[Records Boundary: Start]

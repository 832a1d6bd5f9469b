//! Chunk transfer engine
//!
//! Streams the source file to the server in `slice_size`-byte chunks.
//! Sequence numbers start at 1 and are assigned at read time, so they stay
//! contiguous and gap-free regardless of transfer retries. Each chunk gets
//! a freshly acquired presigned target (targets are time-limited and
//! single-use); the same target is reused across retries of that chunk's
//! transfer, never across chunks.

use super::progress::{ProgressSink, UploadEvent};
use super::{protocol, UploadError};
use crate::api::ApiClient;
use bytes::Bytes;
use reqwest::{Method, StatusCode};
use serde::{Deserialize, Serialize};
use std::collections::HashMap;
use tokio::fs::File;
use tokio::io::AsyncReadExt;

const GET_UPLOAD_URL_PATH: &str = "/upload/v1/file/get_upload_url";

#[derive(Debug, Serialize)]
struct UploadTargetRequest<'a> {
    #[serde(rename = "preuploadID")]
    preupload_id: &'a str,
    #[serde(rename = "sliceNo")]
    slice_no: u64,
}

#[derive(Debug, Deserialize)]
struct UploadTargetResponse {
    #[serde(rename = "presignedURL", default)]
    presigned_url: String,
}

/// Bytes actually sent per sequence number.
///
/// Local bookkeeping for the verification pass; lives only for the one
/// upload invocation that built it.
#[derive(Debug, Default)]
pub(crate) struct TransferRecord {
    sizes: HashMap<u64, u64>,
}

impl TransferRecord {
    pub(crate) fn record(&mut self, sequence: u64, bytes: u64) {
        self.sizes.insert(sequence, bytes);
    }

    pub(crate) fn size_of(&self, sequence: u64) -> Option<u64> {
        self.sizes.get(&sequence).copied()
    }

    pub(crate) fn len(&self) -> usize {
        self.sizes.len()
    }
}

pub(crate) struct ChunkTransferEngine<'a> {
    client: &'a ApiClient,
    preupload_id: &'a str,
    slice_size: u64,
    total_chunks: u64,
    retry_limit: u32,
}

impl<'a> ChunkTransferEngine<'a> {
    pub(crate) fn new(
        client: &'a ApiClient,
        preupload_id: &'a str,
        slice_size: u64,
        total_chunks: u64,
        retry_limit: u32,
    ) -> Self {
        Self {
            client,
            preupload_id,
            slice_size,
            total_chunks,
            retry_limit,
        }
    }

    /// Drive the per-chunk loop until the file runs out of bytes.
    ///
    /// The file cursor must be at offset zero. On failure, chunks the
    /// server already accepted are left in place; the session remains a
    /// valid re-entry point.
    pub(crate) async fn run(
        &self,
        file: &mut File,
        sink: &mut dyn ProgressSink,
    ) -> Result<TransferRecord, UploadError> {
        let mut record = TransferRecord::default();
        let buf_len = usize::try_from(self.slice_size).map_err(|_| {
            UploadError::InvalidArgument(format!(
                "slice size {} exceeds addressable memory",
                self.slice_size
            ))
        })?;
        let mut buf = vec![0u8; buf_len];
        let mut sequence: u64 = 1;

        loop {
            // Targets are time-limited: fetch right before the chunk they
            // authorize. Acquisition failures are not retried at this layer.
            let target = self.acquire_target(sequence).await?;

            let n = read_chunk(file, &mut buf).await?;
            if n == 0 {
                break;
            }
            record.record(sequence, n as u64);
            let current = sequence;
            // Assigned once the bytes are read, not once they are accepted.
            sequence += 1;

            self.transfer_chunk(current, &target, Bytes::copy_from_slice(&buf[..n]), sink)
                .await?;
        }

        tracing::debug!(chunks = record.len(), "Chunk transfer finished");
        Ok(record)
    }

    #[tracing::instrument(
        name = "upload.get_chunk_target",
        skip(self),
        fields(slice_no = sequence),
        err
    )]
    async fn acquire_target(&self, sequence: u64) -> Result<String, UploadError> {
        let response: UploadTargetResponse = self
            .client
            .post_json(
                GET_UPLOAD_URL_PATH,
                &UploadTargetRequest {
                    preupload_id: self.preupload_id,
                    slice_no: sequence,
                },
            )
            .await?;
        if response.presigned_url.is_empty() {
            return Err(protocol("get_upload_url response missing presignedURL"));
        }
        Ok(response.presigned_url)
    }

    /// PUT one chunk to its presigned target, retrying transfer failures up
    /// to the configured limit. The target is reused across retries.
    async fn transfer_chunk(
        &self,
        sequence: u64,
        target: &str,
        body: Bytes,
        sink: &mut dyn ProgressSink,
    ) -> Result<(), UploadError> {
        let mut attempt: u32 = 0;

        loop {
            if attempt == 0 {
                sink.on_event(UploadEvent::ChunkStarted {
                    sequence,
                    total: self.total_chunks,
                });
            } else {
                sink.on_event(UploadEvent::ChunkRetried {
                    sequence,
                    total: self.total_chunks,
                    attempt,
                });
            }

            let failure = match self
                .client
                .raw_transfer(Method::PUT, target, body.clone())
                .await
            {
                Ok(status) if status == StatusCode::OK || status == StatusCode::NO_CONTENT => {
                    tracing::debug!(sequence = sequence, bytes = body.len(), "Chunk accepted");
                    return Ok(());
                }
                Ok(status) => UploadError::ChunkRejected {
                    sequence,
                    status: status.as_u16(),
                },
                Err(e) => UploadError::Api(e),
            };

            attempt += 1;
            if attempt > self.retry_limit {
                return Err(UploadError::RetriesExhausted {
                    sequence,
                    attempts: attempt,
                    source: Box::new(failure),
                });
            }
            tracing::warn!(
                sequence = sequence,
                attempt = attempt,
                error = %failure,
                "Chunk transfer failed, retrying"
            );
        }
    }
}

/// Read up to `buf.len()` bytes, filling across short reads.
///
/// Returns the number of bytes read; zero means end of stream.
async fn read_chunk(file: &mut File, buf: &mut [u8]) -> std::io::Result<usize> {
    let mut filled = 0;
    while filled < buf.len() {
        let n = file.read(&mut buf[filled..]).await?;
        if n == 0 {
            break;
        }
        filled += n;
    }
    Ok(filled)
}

[Records Boundary: End]

Every one of the entries must be printed exactly.

**Completed exercise**
repository 832a1d6bd5f9469b
//! Chunk transfer engine
//!
//! Streams the source file to the server in `slice_size`-byte chunks.
//! Sequence numbers start at 1 and are assigned at read time, so they stay
//! contiguous and gap-free regardless of transfer retries. Each chunk gets
//! a freshly acquired presigned target (targets are time-limited and
//! single-use); the same target is reused across retries of that chunk's
//! transfer, never across chunks.

use super::progress::{ProgressSink, UploadEvent};
use super::{protocol, UploadError};
use crate::api::ApiClient;
use bytes::Bytes;
use reqwest::{Method, StatusCode};
use serde::{Deserialize, Serialize};
use std::collections::HashMap;
use tokio::fs::File;
use tokio::io::AsyncReadExt;

const GET_UPLOAD_URL_PATH: &str = "/upload/v1/file/get_upload_url";

#[derive(Debug, Serialize)]
struct UploadTargetRequest<'a> {
    #[serde(rename = "preuploadID")]
    preupload_id: &'a str,
    #[serde(rename = "sliceNo")]
    slice_no: u64,
}

#[derive(Debug, Deserialize)]
struct UploadTargetResponse {
    #[serde(rename = "presignedURL", default)]
    presigned_url: String,
}

/// Bytes actually sent per sequence number.
///
/// Local bookkeeping for the verification pass; lives only for the one
/// upload invocation that built it.
#[derive(Debug, Default)]
pub(crate) struct TransferRecord {
    sizes: HashMap<u64, u64>,
}

impl TransferRecord {
    pub(crate) fn record(&mut self, sequence: u64, bytes: u64) {
        self.sizes.insert(sequence, bytes);
    }

    pub(crate) fn size_of(&self, sequence: u64) -> Option<u64> {
        self.sizes.get(&sequence).copied()
    }

    pub(crate) fn len(&self) -> usize {
        self.sizes.len()
    }
}

pub(crate) struct ChunkTransferEngine<'a> {
    client: &'a ApiClient,
    preupload_id: &'a str,
    slice_size: u64,
    total_chunks: u64,
    retry_limit: u32,
}

impl<'a> ChunkTransferEngine<'a> {
    pub(crate) fn new(
        client: &'a ApiClient,
        preupload_id: &'a str,
        slice_size: u64,
        total_chunks: u64,
        retry_limit: u32,
    ) -> Self {
        Self {
            client,
            preupload_id,
            slice_size,
            total_chunks,
            retry_limit,
        }
    }

    /// Drive the per-chunk loop until the file runs out of bytes.
    ///
    /// The file cursor must be at offset zero. On failure, chunks the
    /// server already accepted are left in place; the session remains a
    /// valid re-entry point.
    pub(crate) async fn run(
        &self,
        file: &mut File,
        sink: &mut dyn ProgressSink,
    ) -> Result<TransferRecord, UploadError> {
        let mut record = TransferRecord::default();
        let buf_len = usize::try_from(self.slice_size).map_err(|_| {
            UploadError::InvalidArgument(format!(
                "slice size {} exceeds addressable memory",
                self.slice_size
            ))
        })?;
        let mut buf = vec![0u8; buf_len];
        let mut sequence: u64 = 1;

        loop {
            // Targets are time-limited: fetch right before the chunk they
            // authorize. Acquisition failures are not retried at this layer.
            let target = self.acquire_target(sequence).await?;

            let n = read_chunk(file, &mut buf).await?;
            if n == 0 {
                break;
            }
            record.record(sequence, n as u64);
            let current = sequence;
            // Assigned once the bytes are read, not once they are accepted.
            sequence += 1;

            self.transfer_chunk(current, &target, Bytes::copy_from_slice(&buf[..n]), sink)
                .await?;
        }

        tracing::debug!(chunks = record.len(), "Chunk transfer finished");
        Ok(record)
    }

    #[tracing::instrument(
        name = "upload.get_chunk_target",
        skip(self),
        fields(slice_no = sequence),
        err
    )]
    async fn acquire_target(&self, sequence: u64) -> Result<String, UploadError> {
        let response: UploadTargetResponse = self
            .client
            .post_json(
                GET_UPLOAD_URL_PATH,
                &UploadTargetRequest {
                    preupload_id: self.preupload_id,
                    slice_no: sequence,
                },
            )
            .await?;
        if response.presigned_url.is_empty() {
            return Err(protocol("get_upload_url response missing presignedURL"));
        }
        Ok(response.presigned_url)
    }

    /// PUT one chunk to its presigned target, retrying transfer failures up
    /// to the configured limit. The target is reused across retries.
    async fn transfer_chunk(
        &self,
        sequence: u64,
        target: &str,
        body: Bytes,
        sink: &mut dyn ProgressSink,
    ) -> Result<(), UploadError> {
        let mut attempt: u32 = 0;

        loop {
            if attempt == 0 {
                sink.on_event(UploadEvent::ChunkStarted {
                    sequence,
                    total: self.total_chunks,
                });
            } else {
                sink.on_event(UploadEvent::ChunkRetried {
                    sequence,
                    total: self.total_chunks,
                    attempt,
                });
            }

            let failure = match self
                .client
                .raw_transfer(Method::PUT, target, body.clone())
                .await
            {
                Ok(status) if status == StatusCode::OK || status == StatusCode::NO_CONTENT => {
                    tracing::debug!(sequence = sequence, bytes = body.len(), "Chunk accepted");
                    return Ok(());
                }
                Ok(status) => UploadError::ChunkRejected {
                    sequence,
                    status: status.as_u16(),
                },
                Err(e) => UploadError::Api(e),
            };

            attempt += 1;
            if attempt > self.retry_limit {
                return Err(UploadError::RetriesExhausted {
                    sequence,
                    attempts: attempt,
                    source: Box::new(failure),
                });
            }
            tracing::warn!(
                sequence = sequence,
                attempt = attempt,
                error = %failure,
                "Chunk transfer failed, retrying"
            );
        }
    }
}

/// Read up to `buf.len()` bytes, filling across short reads.
///
/// Returns the number of bytes read; zero means end of stream.
async fn read_chunk(file: &mut File, buf: &mut [u8]) -> std::io::Result<usize> {
    let mut filled = 0;
    while filled < buf.len() {
        let n = file.read(&mut buf[filled..]).await?;
        if n == 0 {
            break;
        }
        filled += n;
    }
    Ok(filled)
}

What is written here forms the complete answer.